Rocket Fuel, arriva anche in Italia la soluzione “anti-malvertising”

La piattaforma di marketing predittivo utilizza le Cloud Vision API di Google per riconoscere e rifiutare determinate pubblicità vietate

di Cosimo Vestito
12 maggio 2017
rocket fuel-quaroni

Rocket Fuel ha comunicato il rilascio italiano della sua nuova soluzione per combattere il “malvertising” nell’ecosistema pubblicitario, come avevamo già anticipato nell’articolo dedicato al bilancio della società.

La piattaforma di marketing predittivo usa le Cloud Vision API di Google per riconoscere e rifiutare determinate pubblicità vietate, proteggendo i consumatori e garantendo che le campagne dei clienti siano prive di pubblicità nocive.

Il sistema applica intelligenza artificiale, big data, blacklist e diverse tattiche anti-malware per analizzare approfonditamente le pubblicità. Attraverso lo strumento di Big G, Rocket Fuel può, inoltre, identificare e bloccare numerose pubblicità degli inserzionisti che non presentano un click-through appropriato, oltre a proteggere gli utenti da attività nocive. Questo comporta risparmi significativi per aziende e agenzie, permettendo loro di offrire una migliore esperienza utente.

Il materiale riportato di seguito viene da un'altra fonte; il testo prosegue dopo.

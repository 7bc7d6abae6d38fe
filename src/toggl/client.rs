//! Toggl Track HTTP 客户端
//!
//! 使用 Basic Auth (`{token}:api_token`) 访问 Toggl v9 API。

use base64::Engine;
use chrono::{DateTime, Duration, FixedOffset, NaiveTime, SecondsFormat, TimeZone, Utc};
use reqwest::header::{HeaderValue, AUTHORIZATION, CONTENT_TYPE};
use serde::de::DeserializeOwned;

use super::types::{TimeEntry, TogglProject};
use crate::config::{AppConfig, TOGGL_API_TOKEN};
use crate::error::AppError;

/// JST (UTC+9) 偏移秒数
const JST_OFFSET_SECS: i32 = 9 * 3600;

/// 固定的 UTC+9 时区
pub fn jst() -> FixedOffset {
    FixedOffset::east_opt(JST_OFFSET_SECS).expect("UTC+9 is a valid offset")
}

/// 计算 `now` 所在 JST 自然日的半开区间 `[00:00 JST, +24h)`
pub fn jst_day_window(now: DateTime<Utc>) -> (DateTime<Utc>, DateTime<Utc>) {
    let today = now.with_timezone(&jst()).date_naive();
    let midnight = today.and_time(NaiveTime::MIN);
    let start = Utc.from_utc_datetime(&midnight) - Duration::seconds(i64::from(JST_OFFSET_SECS));
    (start, start + Duration::hours(24))
}

/// 与 JavaScript `toISOString()` 一致的格式
fn iso_millis(instant: DateTime<Utc>) -> String {
    instant.to_rfc3339_opts(SecondsFormat::Millis, true)
}

/// Toggl API 客户端
#[derive(Debug, Clone)]
pub struct TogglClient {
    http_client: reqwest::Client,
    base_url: String,
    api_token: Option<String>,
}

impl TogglClient {
    /// 创建新的客户端
    pub fn new(base_url: impl Into<String>, api_token: Option<String>) -> Self {
        Self::with_client(reqwest::Client::new(), base_url, api_token)
    }

    /// 使用自定义 HTTP 客户端创建
    pub fn with_client(
        client: reqwest::Client,
        base_url: impl Into<String>,
        api_token: Option<String>,
    ) -> Self {
        Self {
            http_client: client,
            base_url: base_url.into().trim_end_matches('/').to_string(),
            api_token,
        }
    }

    pub fn from_config(config: &AppConfig) -> Self {
        Self::new(config.toggl_api_base.clone(), config.toggl_api_token.clone())
    }

    /// 生成 Authorization Header，Token 缺失时在任何网络请求前失败
    fn auth_header(&self) -> Result<HeaderValue, AppError> {
        let token = self
            .api_token
            .as_deref()
            .ok_or(AppError::Config(TOGGL_API_TOKEN))?;
        let credentials = base64::engine::general_purpose::STANDARD
            .encode(format!("{}:api_token", token));
        HeaderValue::try_from(format!("Basic {}", credentials))
            .map_err(|_| AppError::InvalidInput("Invalid Toggl API token".to_string()))
    }

    async fn get_json<T: DeserializeOwned>(
        &self,
        path: &str,
        query: &[(&str, String)],
    ) -> Result<T, AppError> {
        let auth = self.auth_header()?;
        let url = format!("{}{}", self.base_url, path);

        let response = self
            .http_client
            .get(&url)
            .header(AUTHORIZATION, auth)
            .header(CONTENT_TYPE, "application/json")
            .query(query)
            .send()
            .await?;

        let status = response.status();
        if !status.is_success() {
            return Err(AppError::Upstream {
                service: "Toggl",
                status: status.as_u16(),
                reason: status.canonical_reason().unwrap_or_default().to_string(),
            });
        }

        response
            .json()
            .await
            .map_err(|e| AppError::InvalidResponse(e.to_string()))
    }

    /// 获取当天 (JST) 的时间记录
    pub async fn fetch_today_entries(&self) -> Result<Vec<TimeEntry>, AppError> {
        let (start, end) = jst_day_window(Utc::now());
        self.fetch_entries_between(start, end).await
    }

    /// 获取开始时间落在 `[start, end)` 内的时间记录，顺序由 API 决定
    pub async fn fetch_entries_between(
        &self,
        start: DateTime<Utc>,
        end: DateTime<Utc>,
    ) -> Result<Vec<TimeEntry>, AppError> {
        log::debug!("Fetching Toggl entries {} .. {}", start, end);
        self.get_json(
            "/me/time_entries",
            &[("start_date", iso_millis(start)), ("end_date", iso_millis(end))],
        )
        .await
    }

    /// 获取工作区的项目列表
    pub async fn fetch_projects(&self, workspace_id: i64) -> Result<Vec<TogglProject>, AppError> {
        self.get_json(&format!("/workspaces/{}/projects", workspace_id), &[])
            .await
    }
}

«Il malvertising e coloro che ne fanno uso rappresentano, da anni, un grosso problema per il settore del digital advertising», ha commentato Enrico Quaroni, Regional Director Southern Europe e Mena Region di Rocket Fuel, «Rocket Fuel è impegnata nella lotta alle pubblicità nocive e, grazie all’utilizzo di tecnologie esterne come le Cloud Vision API di Google, possiamo compiere grandi passi avanti nella protezione di brand, agenzie e consumatori».

Ulteriori funzionalità anti-malvertising della piattaforma di Rocket Fuel includono:

  • Text Inspection: Google Translate si attiva per tradurre automaticamente il testo delle pubblicità in 104 lingue per rilevare prodotti vietati e annunci click-bait.
  • Assisted Automation: se le pubblicità non contengono malware, la scansione avviene in pochi millisecondi. Quando, invece, una pubblicità è considerata sospetta, viene richiesto un controllo umano. In questo caso, le pubblicità vengono analizzate nel giro di alcune ore.

DoubleClick Ad Exchange (AdX) garantisce i massimi livelli di qualità pubblicitaria e richiede ai partner di fornire creatività sane per la sua inventory. Rocket Fuel ha realizzato la sua piattaforma nel rispetto dei severi requisiti di DoubleClick Ad Exchange. Dopo aver verificato il suo successo, la piattaforma è stata resa disponibile ai partner dell’inventory di Rocket Fuel, raggiungendo la cifra di oltre mezzo miliardo di impression al giorno.